I have approximately 150 different workbooks (xlsx) in a folder that I would like to read into a python dataframe for analysis.
Each workbook is set up identically with the same sheet names and column names.
I would need to upload the first sheet of each workbook ("Keywords Rankings") to each DataFrame. For the first worksheet read in, I would want to start on row 11 to maintain the column headers; every worksheet after that I would want to append to my DataFrame starting on row 12.
I am new to Python and have been reading some instructions online but am stuck.
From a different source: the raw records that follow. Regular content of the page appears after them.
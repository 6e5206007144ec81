//! history.rs: rolling, size-bounded JSON history files per entity.
//!
//! A history file is a JSON array of records, oldest first. Writers append
//! (or extend), optionally truncate from the front to `limit`, and replace the
//! file atomically. Readers want the last record, sometimes the one before.

use std::path::{Path, PathBuf};

use chrono::{DateTime, Utc};
use metrics::counter;
use serde::de::DeserializeOwned;
use serde::{Deserialize, Serialize};
use serde_json::Value;

use crate::error::{PipelineError, Result};
use crate::storage;

pub const DEFAULT_HISTORY_LIMIT: usize = 5;

/// Timestamped, immutable entry. Domain fields are flattened next to
/// `timestamp` on disk.
#[derive(Debug, Clone, PartialEq, Serialize, Deserialize)]
pub struct HistoryRecord<T> {
    pub timestamp: DateTime<Utc>,
    #[serde(flatten)]
    pub body: T,
}

impl<T> HistoryRecord<T> {
    pub fn new(timestamp: DateTime<Utc>, body: T) -> Self {
        Self { timestamp, body }
    }

    pub fn now(body: T) -> Self {
        Self::new(Utc::now(), body)
    }
}

/// A single record is appended, a list is extended.
#[derive(Debug, Clone)]
pub enum Batch<T> {
    One(T),
    Many(Vec<T>),
}

impl<T> Batch<T> {
    fn into_vec(self) -> Vec<T> {
        match self {
            Batch::One(r) => vec![r],
            Batch::Many(v) => v,
        }
    }
}

/// Merge `data` into the history at `path`. Returns the resulting length.
///
/// An empty `Many` leaves the file untouched, so good history is never
/// replaced by an empty result.
pub fn merge<T: Serialize>(data: Batch<T>, path: &Path, truncate: bool, limit: usize) -> Result<usize> {
    merge_with(data, path, truncate, limit, |_| {})
}

/// [`merge`] for interleaved flash records: after extending, consecutive
/// records whose `id` shares the prefix before `#` collapse into the last one.
pub fn merge_flash<T: Serialize>(data: Batch<T>, path: &Path, truncate: bool, limit: usize) -> Result<usize> {
    merge_with(data, path, truncate, limit, collapse_related)
}

fn merge_with<T, F>(data: Batch<T>, path: &Path, truncate: bool, limit: usize, post: F) -> Result<usize>
where
    T: Serialize,
    F: FnOnce(&mut Vec<Value>),
{
    let incoming = data.into_vec();
    let mut records = storage::read_array(path)?;
    if incoming.is_empty() {
        return Ok(records.len());
    }
    let added = incoming.len();
    for r in incoming {
        let v = serde_json::to_value(r)
            .map_err(|e| PipelineError::malformed(path, format!("serialize record: {e}")))?;
        records.push(v);
    }
    post(&mut records);
    if truncate && records.len() > limit {
        let excess = records.len() - limit;
        records.drain(0..excess);
    }
    storage::write_json_atomic(path, &records)?;
    counter!("history_records_written_total").increment(added as u64);
    tracing::debug!(path = %path.display(), added, len = records.len(), "history merged");
    Ok(records.len())
}

/// Keep-last collapse of consecutive records sharing an id prefix.
pub fn collapse_related(records: &mut Vec<Value>) {
    let mut out: Vec<Value> = Vec::with_capacity(records.len());
    for r in records.drain(..) {
        let same_story = match (out.last().and_then(id_prefix), id_prefix(&r)) {
            (Some(a), Some(b)) => a == b,
            _ => false,
        };
        if same_story {
            out.pop();
        }
        out.push(r);
    }
    *records = out;
}

fn id_prefix(v: &Value) -> Option<&str> {
    let id = v.get("id")?.as_str()?;
    id.split('#').next()
}

/// All records, oldest first. Missing file -> empty.
pub fn load<T: DeserializeOwned>(path: &Path) -> Result<Vec<T>> {
    storage::read_array(path)?
        .into_iter()
        .enumerate()
        .map(|(i, v)| {
            serde_json::from_value(v)
                .map_err(|e| PipelineError::malformed(path, format!("record {i}: {e}")))
        })
        .collect()
}

/// Most recent record, if any.
pub fn latest<T: DeserializeOwned>(path: &Path) -> Result<Option<T>> {
    nth_from_end(path, 0)
}

/// Record before the most recent one, for diffing.
pub fn previous<T: DeserializeOwned>(path: &Path) -> Result<Option<T>> {
    nth_from_end(path, 1)
}

fn nth_from_end<T: DeserializeOwned>(path: &Path, n: usize) -> Result<Option<T>> {
    let records = storage::read_array(path)?;
    let Some(v) = records.into_iter().rev().nth(n) else {
        return Ok(None);
    };
    serde_json::from_value(v)
        .map(Some)
        .map_err(|e| PipelineError::malformed(path, e))
}

/// Owns the history directory of one deployment and its default limit.
#[derive(Debug, Clone)]
pub struct ResultPersister {
    root: PathBuf,
    limit: usize,
}

impl ResultPersister {
    pub fn new(root: impl Into<PathBuf>, limit: usize) -> Self {
        Self {
            root: root.into(),
            limit: limit.max(1),
        }
    }

    pub fn root(&self) -> &Path {
        &self.root
    }

    pub fn limit(&self) -> usize {
        self.limit
    }

    pub fn path_for(&self, file: &str) -> PathBuf {
        self.root.join(file)
    }

    /// Append one record to `file`, truncating to the default limit.
    pub fn append<T: Serialize>(&self, file: &str, record: HistoryRecord<T>) -> Result<PathBuf> {
        let path = self.path_for(file);
        merge(Batch::One(record), &path, true, self.limit)?;
        Ok(path)
    }

    /// Extend `file` with flash records, collapsing related ones.
    pub fn extend_flash<T: Serialize>(&self, file: &str, records: Vec<T>, limit: usize) -> Result<PathBuf> {
        let path = self.path_for(file);
        merge_flash(Batch::Many(records), &path, true, limit)?;
        Ok(path)
    }

    pub fn latest<T: DeserializeOwned>(&self, file: &str) -> Result<Option<T>> {
        latest(&self.path_for(file))
    }

    pub fn previous<T: DeserializeOwned>(&self, file: &str) -> Result<Option<T>> {
        previous(&self.path_for(file))
    }

    pub fn load<T: DeserializeOwned>(&self, file: &str) -> Result<Vec<T>> {
        load(&self.path_for(file))
    }
}

#[cfg(test)]
mod tests {
    use super::*;
    use serde_json::json;

    #[test]
    fn seven_appends_with_limit_five_keep_three_to_seven() {
        let dir = tempfile::tempdir().unwrap();
        let p = dir.path().join("eur_usd_news_synthesis.json");
        for i in 1..=7 {
            let len = merge(Batch::One(json!({ "n": i })), &p, true, 5).unwrap();
            assert_eq!(len, i.min(5));
        }
        let all: Vec<Value> = load(&p).unwrap();
        let ns: Vec<i64> = all.iter().map(|v| v["n"].as_i64().unwrap()).collect();
        assert_eq!(ns, vec![3, 4, 5, 6, 7]);
    }

    #[test]
    fn without_truncate_history_grows() {
        let dir = tempfile::tempdir().unwrap();
        let p = dir.path().join("h.json");
        merge(Batch::Many(vec![json!(1), json!(2), json!(3)]), &p, false, 2).unwrap();
        assert_eq!(load::<Value>(&p).unwrap().len(), 3);
    }

    #[test]
    fn empty_batch_leaves_file_untouched() {
        let dir = tempfile::tempdir().unwrap();
        let p = dir.path().join("h.json");
        merge(Batch::One(json!({"n": 1})), &p, true, 5).unwrap();
        let before = std::fs::read(&p).unwrap();
        merge::<Value>(Batch::Many(vec![]), &p, true, 5).unwrap();
        assert_eq!(std::fs::read(&p).unwrap(), before);

        let missing = dir.path().join("never.json");
        merge::<Value>(Batch::Many(vec![]), &missing, true, 5).unwrap();
        assert!(!missing.exists());
    }

    #[test]
    fn latest_and_previous() {
        let dir = tempfile::tempdir().unwrap();
        let p = dir.path().join("h.json");
        assert_eq!(latest::<Value>(&p).unwrap(), None);
        merge(Batch::Many(vec![json!("a"), json!("b")]), &p, true, 5).unwrap();
        assert_eq!(latest::<Value>(&p).unwrap(), Some(json!("b")));
        assert_eq!(previous::<Value>(&p).unwrap(), Some(json!("a")));
    }

    #[test]
    fn malformed_history_is_fatal_and_not_repaired() {
        let dir = tempfile::tempdir().unwrap();
        let p = dir.path().join("h.json");
        std::fs::write(&p, "[{\"timestamp\": ").unwrap();
        let err = merge(Batch::One(json!({})), &p, true, 5).unwrap_err();
        assert!(err.is_fatal());
        assert_eq!(std::fs::read_to_string(&p).unwrap(), "[{\"timestamp\": ");
    }

    #[test]
    fn flash_collapses_consecutive_related_ids_before_truncating() {
        let dir = tempfile::tempdir().unwrap();
        let p = dir.path().join("flash_news.json");
        merge_flash(
            Batch::Many(vec![json!({"id": "ecb#1", "headline": "ECB holds"})]),
            &p,
            true,
            3,
        )
        .unwrap();
        merge_flash(
            Batch::Many(vec![
                json!({"id": "ecb#2", "headline": "ECB holds, Lagarde speaks"}),
                json!({"id": "nfp", "headline": "NFP beats"}),
                json!({"id": "ecb#3", "headline": "ECB again"}),
            ]),
            &p,
            true,
            3,
        )
        .unwrap();
        let all: Vec<Value> = load(&p).unwrap();
        let ids: Vec<&str> = all.iter().map(|v| v["id"].as_str().unwrap()).collect();
        assert_eq!(ids, vec!["ecb#2", "nfp", "ecb#3"]);
    }

    #[test]
    fn record_flattens_domain_fields() {
        #[derive(Serialize, Deserialize, PartialEq, Debug)]
        struct Body {
            pair: String,
        }
        let r = HistoryRecord::new(
            "2025-09-06T09:00:00Z".parse().unwrap(),
            Body { pair: "EUR/USD".into() },
        );
        let v = serde_json::to_value(&r).unwrap();
        assert_eq!(v, json!({"timestamp": "2025-09-06T09:00:00Z", "pair": "EUR/USD"}));
        let back: HistoryRecord<Body> = serde_json::from_value(v).unwrap();
        assert_eq!(back, r);
    }
}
From my understanding, I could use the xlrd library to facilitate this.
I've been playing around with the below code but haven't gotten far. 'Keywords Rankings' is the sheet name I want to append.
import pandas as pd
import numpy as np
import glob as glob
all_data = pd.DataFrame()
all_data = pd.ExcelFile("C:\\Users\\John Smith\\Documents\\Analysis\\FPR Nov - Mar 2018\\Dec_1_General.xlsx")
print(all_data.sheet_names)
all_d = all_data.parse('Keywords Rankings')
for f in glob.glob("Users\\John Smith\\Documents\\Analysis\\FPR Nov - Mar 2018\\*.xlsx", recursive=True):
df = pd.read_excel(f)
all_d = all_d.append(df,ignore_index=True)